Individual courses introduce specific innovations, such as the use of peerScholar for peer assessment in the psychology course (description included in the Pockets of Innovation Series), the use of online GIS tools for the geography course, and the embedding of librarians and research literacy for students of Middle Eastern Religion and Culture.
In the future, it is anticipated that courses in areas of particular specialization will be offered online to provide access for students at other universities and increase enrolment in some of the more specialized subjects.
Cheryl Regehr, Vice Provost, Academic Programs, highlights the benefits of students getting access to great instructors: “Fabulous instructors looking for another challenge come forward – and then serve as mentors”.
Each course offered online is being evaluated by the students, instructors, and educational technology staff so that the development is informed by what is learned at each step. The surveys look at experiences within the digital course environment and the support received to enable work in the online context. This data will be used to support long-term planning. The registration system has now been adapted to flag online courses so that patterns can be determined.
Challenges and Enhancements
The faculty members involved in developing the courses in the pilot project concurred that they needed more time for the re-design of the course format, activities, and assessment. They also recommended the involvement of educational technology professionals to advise on learning, pedagogy, and curriculum development – to translate between the technology and the learning.
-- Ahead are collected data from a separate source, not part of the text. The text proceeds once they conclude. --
//! Vagrant command execution
//!
//! The pipeline only needs "give me stdout or an error" from the `vagrant`
//! executable. That contract is the `VagrantRunner` trait:
//! - `VagrantCli` spawns the real binary, optionally with a time limit
//! - tests substitute scripted runners

use crate::error::{CommandError, Result};
use process_control::{ChildExt, Control};
use std::path::PathBuf;
use std::process::{Command, Stdio};
use std::time::{Duration, Instant};
use tracing::debug;

#[cfg(test)]
pub(crate) mod scripted;

/// Runs one `vagrant` subcommand and returns its captured stdout
pub trait VagrantRunner {
    fn run(&self, args: &[&str]) -> Result<String>;
}

impl<R: VagrantRunner + ?Sized> VagrantRunner for &R {
    fn run(&self, args: &[&str]) -> Result<String> {
        (**self).run(args)
    }
}

/// Runner backed by the real `vagrant` executable
#[derive(Debug, Clone)]
pub struct VagrantCli {
    binary: String,
    working_dir: Option<PathBuf>,
    timeout: Option<Duration>,
}

impl Default for VagrantCli {
    fn default() -> Self {
        Self {
            binary: "vagrant".to_string(),
            working_dir: None,
            timeout: None,
        }
    }
}

impl VagrantCli {
    pub fn new<S: Into<String>>(binary: S) -> Self {
        Self {
            binary: binary.into(),
            ..Self::default()
        }
    }

    /// Run commands from this directory instead of the current one
    pub fn with_working_dir<P: Into<PathBuf>>(mut self, dir: P) -> Self {
        self.working_dir = Some(dir.into());
        self
    }

    /// Terminate any command still running after `timeout`
    pub fn with_timeout(mut self, timeout: Duration) -> Self {
        self.timeout = Some(timeout);
        self
    }

    fn describe(&self, args: &[&str]) -> String {
        std::iter::once(self.binary.as_str())
            .chain(args.iter().copied())
            .collect::<Vec<_>>()
            .join(" ")
    }
}

impl VagrantRunner for VagrantCli {
    fn run(&self, args: &[&str]) -> Result<String> {
        let command = self.describe(args);
        let start_time = Instant::now();
        debug!("Executing: {} (timeout: {:?})", command, self.timeout);

        let mut cmd = Command::new(&self.binary);
        cmd.args(args)
            .stdin(Stdio::null())
            .stdout(Stdio::piped())
            .stderr(Stdio::piped());
        if let Some(dir) = &self.working_dir {
            cmd.current_dir(dir);
        }

        let child = cmd.spawn().map_err(|source| CommandError::Spawn {
            command: command.clone(),
            source,
        })?;

        let mut control = child.controlled_with_output();
        if let Some(limit) = self.timeout {
            control = control.time_limit(limit).terminate_for_timeout();
        }

        let output = control
            .wait()
            .map_err(|source| CommandError::Spawn {
                command: command.clone(),
                source,
            })?
            .ok_or_else(|| CommandError::TimedOut {
                command: command.clone(),
                secs: self.timeout.map(|t| t.as_secs()).unwrap_or_default(),
            })?;

        debug!(
            "`{}` finished in {}ms ({})",
            command,
            start_time.elapsed().as_millis(),
            output.status
        );

        if !output.status.success() {
            return Err(CommandError::Failed {
                command,
                status: output.status.to_string(),
                stderr: String::from_utf8_lossy(&output.stderr).trim().to_string(),
            }
            .into());
        }

        Ok(String::from_utf8_lossy(&output.stdout).into_owned())
    }
}

#[cfg(all(test, unix))]
mod tests {
    use super::*;
    use crate::error::InventoryError;

    #[test]
    fn test_stdout_is_captured() {
        let runner = VagrantCli::new("echo");
        let out = runner.run(&["running", "(virtualbox)"]).unwrap();
        assert_eq!(out, "running (virtualbox)\n");
    }

    #[test]
    fn test_invalid_utf8_output_is_decoded_lossily() {
        let runner = VagrantCli::new("printf");
        let out = runner.run(&["node1\\377"]).unwrap();
        assert_eq!(out, "node1\u{FFFD}");
    }

    #[test]
    fn test_non_zero_exit_is_a_command_failure() {
        let runner = VagrantCli::new("false");
        let err = runner.run(&["status"]).unwrap_err();
        assert!(matches!(
            err,
            InventoryError::Command(CommandError::Failed { .. })
        ));
    }

    #[test]
    fn test_missing_binary_is_a_spawn_failure() {
        let runner = VagrantCli::new("/nonexistent/vagrant-binary");
        let err = runner.run(&["status"]).unwrap_err();
        assert!(matches!(
            err,
            InventoryError::Command(CommandError::Spawn { .. })
        ));
    }

    #[test]
    fn test_command_timeout() {
        let runner = VagrantCli::new("sleep").with_timeout(Duration::from_millis(200));
        let err = runner.run(&["10"]).unwrap_err();
        assert!(matches!(
            err,
            InventoryError::Command(CommandError::TimedOut { .. })
        ));
    }

    #[test]
    fn test_working_dir_is_applied() {
        let dir = tempfile::tempdir().unwrap();
        let runner = VagrantCli::new("pwd").with_working_dir(dir.path());
        let out = runner.run(&[]).unwrap();
        let reported = std::fs::canonicalize(out.trim()).unwrap();
        assert_eq!(reported, std::fs::canonicalize(dir.path()).unwrap());
    }
}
In response to these requests, the Provost has introduced modest funding for the departments in which online courses are being developed to use for release time, technological support, or other development needs. As well, a network of educational technologists is being established.
Experience with the pilot courses revealed the need for institution-wide access to some tools such as those supporting lecture capture and webinars, which are now being licenced for general use on campus. Specialized tools and approaches are also necessary to support such activities as writing in Cyrillic in the Russian for Russians course or handwritten solutions to mathematical problems in mechanical engineering.
The university is committed to the campus-based experience with in-person interaction between students and professors. Online learning is seen as an augmentation of the student learning experience. It is not being approached as a cheaper way of providing education; online courses can take more resources to create and the same resources to run. The goal is to provide quality alternatives for undergraduate students, not to offer full programs through online learning.
Professional networking, for conversations, showcasing, and connections with colleagues in post-secondary education, is of great importance. U of T is active in a number of associations, such as the Ontario Universities’ Council on E-Learning (OUCEL) and the Educause eLearning Initiative. They welcome opportunities to make connections and share experiences and strategies with other institutions involved in online learning.